• Your goal: Some lines in the listing hold the word "ServiceEndpoints". Return each of them.

• Information provided:
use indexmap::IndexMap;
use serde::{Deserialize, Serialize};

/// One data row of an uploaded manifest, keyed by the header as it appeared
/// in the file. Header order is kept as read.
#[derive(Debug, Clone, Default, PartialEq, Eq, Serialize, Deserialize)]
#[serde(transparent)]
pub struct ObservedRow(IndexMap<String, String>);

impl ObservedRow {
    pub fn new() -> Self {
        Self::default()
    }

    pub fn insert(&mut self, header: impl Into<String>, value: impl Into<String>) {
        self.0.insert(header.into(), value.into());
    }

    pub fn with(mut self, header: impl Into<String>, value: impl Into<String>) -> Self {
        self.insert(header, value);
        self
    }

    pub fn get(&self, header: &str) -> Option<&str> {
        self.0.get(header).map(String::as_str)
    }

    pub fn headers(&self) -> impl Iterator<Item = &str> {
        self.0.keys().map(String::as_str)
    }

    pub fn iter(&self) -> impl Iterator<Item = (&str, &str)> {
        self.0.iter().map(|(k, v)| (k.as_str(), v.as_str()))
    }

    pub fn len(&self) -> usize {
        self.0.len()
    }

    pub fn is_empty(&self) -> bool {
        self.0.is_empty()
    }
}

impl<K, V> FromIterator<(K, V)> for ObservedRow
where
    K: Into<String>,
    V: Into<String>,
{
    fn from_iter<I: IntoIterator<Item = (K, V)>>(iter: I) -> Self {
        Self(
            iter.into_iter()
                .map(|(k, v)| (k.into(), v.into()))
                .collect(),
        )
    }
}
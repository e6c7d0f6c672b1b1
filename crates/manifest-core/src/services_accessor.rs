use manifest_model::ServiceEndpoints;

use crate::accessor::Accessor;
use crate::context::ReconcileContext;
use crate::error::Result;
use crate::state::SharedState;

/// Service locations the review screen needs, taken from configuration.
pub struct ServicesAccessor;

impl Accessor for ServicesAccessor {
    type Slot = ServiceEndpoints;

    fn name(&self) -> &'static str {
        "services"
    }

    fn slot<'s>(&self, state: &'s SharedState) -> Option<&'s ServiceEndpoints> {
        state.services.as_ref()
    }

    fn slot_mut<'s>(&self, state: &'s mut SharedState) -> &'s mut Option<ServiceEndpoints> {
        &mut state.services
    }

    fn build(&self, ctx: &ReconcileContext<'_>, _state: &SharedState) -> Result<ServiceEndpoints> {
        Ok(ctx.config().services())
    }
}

• Output for this task:
use manifest_model::ServiceEndpoints;
    type Slot = ServiceEndpoints;
    fn slot<'s>(&self, state: &'s SharedState) -> Option<&'s ServiceEndpoints> {
    fn slot_mut<'s>(&self, state: &'s mut SharedState) -> &'s mut Option<ServiceEndpoints> {
    fn build(&self, ctx: &ReconcileContext<'_>, _state: &SharedState) -> Result<ServiceEndpoints> {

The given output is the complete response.